Riprendiamo dalla REPUBBLICA di oggi, 23/07/2020, a pag. 30, con il titolo "Quella colpa eterna di essere ebrei", la recensione di Corrado Augias.
Corrado Augias
Alberto Cavaglion
«Il destino infelice degli ebrei in Italia coincide con il fallimento della democrazia liberale in Italia», quando Alberto Cavaglion ha scritto questa frase non prevedeva che, al di là della questione ebraica, gli attuali drammatici eventi avrebbero dato ennesima conferma alle sue parole — come del resto è accaduto con la morte di Eugenio Scalfari, che ci ha spinto a ricordare le sue battaglie, politiche e giornalistiche, per spingere l’avvio di una “democrazia liberale”. Fallimenti. La nostra vera tragedia resta l’incapacità storico-genetica di dar vita a un’autentica democrazialiberale.Ho aperto l’articolo con una semi- digressione, la drammaticità del momento m’ha preso la mano. Vado subito alla raccolta di saggi di Alberto Cavaglion da cui ho rubato le parole d’apertura: La misura dell’inatteso (Viella). Titolo bello e allusivo, ricavato da un pensiero di Arnaldo Momigliano, reso subito concreto dal sottotitolo: “Ebraismo e cultura italiana”. Pagine in cui si racconta un lungo rapporto segnato da difficoltà e aperture, riconoscimenti e persecuzioni.

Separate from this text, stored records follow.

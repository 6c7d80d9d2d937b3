//! Pluggable action-selection policies.
//!
//! A strategy is handed the legal actions for the turn and picks exactly one.
//! Implementations range from the deterministic placeholder used in tests to
//! interactive collaborators that defer to a human; the player never knows
//! which one it holds.

pub mod last_action;
pub mod random;

use thiserror::Error;

use game_core::{BoxedAction, Pawn, World};

pub use last_action::LastActionStrategy;
pub use random::RandomStrategy;

/// Read-only facts a strategy may consult while choosing.
pub struct SelectionContext<'a> {
    pub player_name: &'a str,
    pub world: &'a World,
    pub pawn: &'a Pawn,
}

/// Why a strategy declined to choose an action.
#[derive(Clone, Debug, PartialEq, Eq, Error)]
pub enum SelectionError {
    /// The collaborator behind the strategy wants to end the session. Not a
    /// failure; surfaced as a clean stop.
    #[error("player requested to quit")]
    QuitRequested,
    #[error("action selection failed: {0}")]
    Failed(String),
}

/// Policy object that selects one action from the legal set each turn.
///
/// `actions` is never empty when called through
/// [`Player::take_turn`](crate::Player::take_turn).
pub trait SelectActionStrategy: Send + std::fmt::Debug {
    fn select(
        &mut self,
        actions: Vec<BoxedAction>,
        ctx: &SelectionContext<'_>,
    ) -> Result<BoxedAction, SelectionError>;

    /// Strategy name for logs and UI display.
    fn name(&self) -> &'static str;

    fn description(&self) -> &'static str {
        "No description available"
    }
}

/// Raised when [`from_name`] does not recognize a strategy name.
#[derive(Clone, Debug, PartialEq, Eq, Error)]
#[error("unknown strategy: {name}")]
pub struct UnknownStrategy {
    pub name: String,
}

/// Resolves a strategy by name.
///
/// Supported names: `"last"` (deterministic placeholder) and `"random"`
/// (uniform pick). Interactive strategies live with the UI that provides
/// them and are wired up by the caller directly.
pub fn from_name(name: &str) -> Result<Box<dyn SelectActionStrategy>, UnknownStrategy> {
    match name {
        "last" => Ok(Box::new(LastActionStrategy)),
        "random" => Ok(Box::new(RandomStrategy::new())),
        other => Err(UnknownStrategy {
            name: other.to_string(),
        }),
    }
}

Scrive l’autore: «Il torto di nascere ebreo diventò un diritto con Napoleone, poi tornò a essere un torto sotto Carlo Felice, per ritornare a essere un diritto con Carlo Alberto e di nuovo un torto con Mussolini. Infine, il diritto venne riconquistato con la Resistenza e sancito dalla Costituzione della Repubblica». Il periodo coperto dai diciannove saggi va dal 1815, la Restaurazione dopo Waterloo, al 1988, cinquantenario delle leggi razziali fasciste.
La copertina (Viella ed.)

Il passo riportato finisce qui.